На второй день утром за нами прилетел самолёт. На смену Королёву прибыл техник Григорий Титович Коротков. Среди привезённых журналов и газет я нашёл два письма, адресованных мне и Трофиму. Их прислала Нина Георгиевна. «Я вам не отвечаю более года, — писала она мне. — Нехорошо, знаю. Вы меня ругаете, конечно, плохо думаете. У меня умер муж, человек, которого я тоже любила. Теперь, когда прошло много времени, я смирилась со своим горем и могу подумать о будущем. Я написала подробное письмо Трофиму, не скрывая ничего, пусть он решает. Я согласна ехать к нему. Если его нет близко возле вас, перешлите ему моё письмо. Остальное у меня всё хорошо. Трошка здоров, пошёл в школу. Ваша Нина».
Наконец-то можно было порадоваться за Трофима, если… если это письмо вообще не запоздало. Жизнь Королёва по-прежнему в опасности. Но я верил, что письмо Нины ободрит больного, поможет побороть недуг.
Пока загружали машину, мы с Василием Николаевичем и Геннадием пошли в больницу. Дежурный врач предупредил, что в палате мы не должны задерживаться, что больной, услышав гул моторов, догадался о нашем отлёте и очень расстроился.
Трофим лежал на койке, прикрытый простынёй, длинный, худой. Редкая бородка опушила лицо. Щёки горели болезненным румянцем, видимо, наступил кризис.
Больной ни единым словом, ни движением не выдал своего волнения, хотя ему было тяжело расставаться с нами.
— Нина Георгиевна письмо прислала, хочет приехать совсем к тебе, — сказал я, подавая ему письмо.

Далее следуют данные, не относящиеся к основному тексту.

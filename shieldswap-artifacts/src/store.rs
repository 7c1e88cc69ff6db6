//! Key → blob storage behind the artifact cache.

use std::{
    collections::HashMap,
    fs,
    path::Path,
    sync::{Arc, Mutex},
};

use sled::Db;

use crate::error::ArtifactError;

#[derive(Clone)]
pub struct ArtifactStore {
    backend: Arc<StoreBackend>,
}

enum StoreBackend {
    InMemory(Mutex<HashMap<String, Vec<u8>>>),
    Persistent(Db),
}

impl ArtifactStore {
    pub fn in_memory() -> Self {
        Self {
            backend: Arc::new(StoreBackend::InMemory(Mutex::new(HashMap::new()))),
        }
    }

    pub fn persistent(path: impl AsRef<Path>) -> Result<Self, ArtifactError> {
        let path_ref = path.as_ref();
        if let Some(parent) = path_ref.parent() {
            if !parent.as_os_str().is_empty() {
                fs::create_dir_all(parent).map_err(|err| {
                    ArtifactError::Storage(format!(
                        "failed to create directory for artifact db at {}: {}",
                        path_ref.display(),
                        err
                    ))
                })?;
            }
        }
        let db = sled::open(path_ref)?;
        Ok(Self {
            backend: Arc::new(StoreBackend::Persistent(db)),
        })
    }

    pub fn get(&self, key: &str) -> Result<Option<Vec<u8>>, ArtifactError> {
        match &*self.backend {
            StoreBackend::InMemory(map) => Ok(lock(map)?.get(key).cloned()),
            StoreBackend::Persistent(db) => Ok(db.get(key)?.map(|ivec| ivec.to_vec())),
        }
    }

    pub fn put(&self, key: &str, bytes: &[u8]) -> Result<(), ArtifactError> {
        match &*self.backend {
            StoreBackend::InMemory(map) => {
                lock(map)?.insert(key.to_string(), bytes.to_vec());
                Ok(())
            }
            StoreBackend::Persistent(db) => {
                db.insert(key, bytes)?;
                db.flush()?;
                Ok(())
            }
        }
    }

    pub fn contains(&self, key: &str) -> Result<bool, ArtifactError> {
        match &*self.backend {
            StoreBackend::InMemory(map) => Ok(lock(map)?.contains_key(key)),
            StoreBackend::Persistent(db) => Ok(db.contains_key(key)?),
        }
    }

    pub fn remove(&self, key: &str) -> Result<(), ArtifactError> {
        match &*self.backend {
            StoreBackend::InMemory(map) => {
                lock(map)?.remove(key);
                Ok(())
            }
            StoreBackend::Persistent(db) => {
                db.remove(key)?;
                Ok(())
            }
        }
    }

    /// Drop every entry, including the schema marker.
    pub fn clear(&self) -> Result<(), ArtifactError> {
        match &*self.backend {
            StoreBackend::InMemory(map) => {
                lock(map)?.clear();
                Ok(())
            }
            StoreBackend::Persistent(db) => {
                db.clear()?;
                db.flush()?;
                Ok(())
            }
        }
    }

    pub fn len(&self) -> Result<usize, ArtifactError> {
        match &*self.backend {
            StoreBackend::InMemory(map) => Ok(lock(map)?.len()),
            StoreBackend::Persistent(db) => Ok(db.len()),
        }
    }

    pub fn is_empty(&self) -> Result<bool, ArtifactError> {
        self.len().map(|len| len == 0)
    }
}

fn lock(
    map: &Mutex<HashMap<String, Vec<u8>>>,
) -> Result<std::sync::MutexGuard<'_, HashMap<String, Vec<u8>>>, ArtifactError> {
    map.lock()
        .map_err(|_| ArtifactError::Storage("artifact store poisoned".to_string()))
}

#[cfg(test)]
mod tests {
    use super::*;

    fn exercise(store: &ArtifactStore) {
        assert!(store.is_empty().unwrap());
        store.put("net/01x01/zkey", b"zkey-bytes").unwrap();
        assert!(store.contains("net/01x01/zkey").unwrap());
        assert_eq!(store.get("net/01x01/zkey").unwrap().unwrap(), b"zkey-bytes");
        assert_eq!(store.get("net/01x01/wasm").unwrap(), None);

        store.remove("net/01x01/zkey").unwrap();
        assert!(!store.contains("net/01x01/zkey").unwrap());

        store.put("a", b"1").unwrap();
        store.put("b", b"2").unwrap();
        assert_eq!(store.len().unwrap(), 2);
        store.clear().unwrap();
        assert!(store.is_empty().unwrap());
    }

    #[test]
    fn in_memory_store_round_trips() {
        exercise(&ArtifactStore::in_memory());
    }

    #[test]
    fn persistent_store_round_trips() {
        let dir = tempfile::tempdir().unwrap();
        let path = dir.path().join("nested").join("artifacts.db");
        let store = ArtifactStore::persistent(&path).unwrap();
        exercise(&store);
        assert!(path.exists());
    }
}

— Нина?… Что же она молчала так долго? — прошептал он, скосив на меня глаза.
— Она обо всём пишет подробно… Почему ты не радуешься?
Он молча протянул горячую руку. Я почувствовал, как слабо бьётся у него пульс, увидел, как трудно вздымается грудь, и догадался, какие мысли тревожат его.

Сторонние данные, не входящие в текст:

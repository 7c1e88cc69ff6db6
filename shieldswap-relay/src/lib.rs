//! Relay discovery and submission.
//!
//! Spending from a shielded balance needs a relay to pay gas. This crate finds
//! the cheapest relay that accepts a given fee token and hands it proven
//! transactions, over HTTP to a self-hosted relay on test networks or through
//! the public relay swarm on production networks.

pub mod channel;
pub mod error;
pub mod http;
pub mod p2p;
pub mod selector;
pub mod types;

pub use channel::RelayChannel;
pub use error::RelayError;
pub use http::{HttpRelayChannel, HttpRelayConfig};
pub use p2p::{P2pRelayChannel, RelaySwarm};
pub use selector::{chain_ref, cheapest_advert, RelaySelector};
pub use types::{
    ChainRef, FeeAdvert, RelaySubmission, SwarmBroadcast, TestRelayFees, TestRelayResponse,
    TestRelayTransact,
};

— Не беспокойся, всё кончится хорошо. Скорее выздоравливай и поедешь в отпуск к Нине.
Трофим лежал с закрытыми глазами. Собрав всю свою волю, он сдерживал в себе внутреннюю бурю. На сжатых ресницах копилась прозрачная влага и, свернувшись в крошечную слезинку, пробороздила худое лицо.
— Мне очень тяжело… Трудно дышать… Он хотел ещё что-то сказать и не смог.
— Крепись, Трофим, и скорее поправляйся.
Он открыл влажные глаза и устало посмотрел за окно. Там виднелись трубы зимующих катеров, скалистый край бухты, затянутый сверху густой порослью елового леса, и кусочек голубого неба. До нас доносился гул моторов.
— Вам пора… — и он сжал мою руку.
Тяжело было расстаться с ним, оставить одного на берегу холодного моря. Трофим уже давно стал неотъемлемой частью моей жизни. Но я должен был немедленно возвратиться в район работ.
Мы распрощались.
— Подождите минутку, — прошептал Трофим и попросил позвать врача.
Когда пришёл врач, Трофим приподнялся, сунул руку под подушку и достал небольшую кожаную сумочку квадратной формы с прикреплённой к ней тонкой цепочкой.
— Это я храню уже семнадцать лет. С тех пор, как ушёл от беспризорников. Здесь зашито то, что я скрыл от вас из своего прошлого. Не обижайтесь… Было страшно говорить об этом, думал, отвернётесь… А после стыдно было сознаться в обмане. Евгений Степанович, — обратился он к врачу, — если я не поправлюсь, отошлите эту сумочку в экспедицию. А Нине пока не пишите о моей болезни… — И Трофим опустился на подушку,
Врач проверил пульс, поручил сестре срочно сделать укол.
— У него стойкий организм. Думаю, что это решит исход болезни. Но для полного восстановления здоровья потребуется длительное время.
Выйдя из больницы, я медленно побрёл по льду к самолёту. Я думал о Трофиме, об удивительном постоянстве его натуры, проявившемся в глубоком чувстве к Нине, о сильной воле, которая не изменила ему и сейчас, в смертельно трудные минуты. Горько думалось и о том, что, может, ему не придётся вкусить того счастья, к которому он стремился всю жизнь и которое стало близким только сейчас, когда жизнь его висит на волоске. Не выходили у меня из головы и слова Трофима о таинственной кожаной сумочке. Мне казалось, что я знал всё более или менее значительное о его прошлом, знал и о преступлениях, совершённых им вместе с Ермаком, возглавлявшим группу беспризорников. Что же Трофим мог скрыть от меня?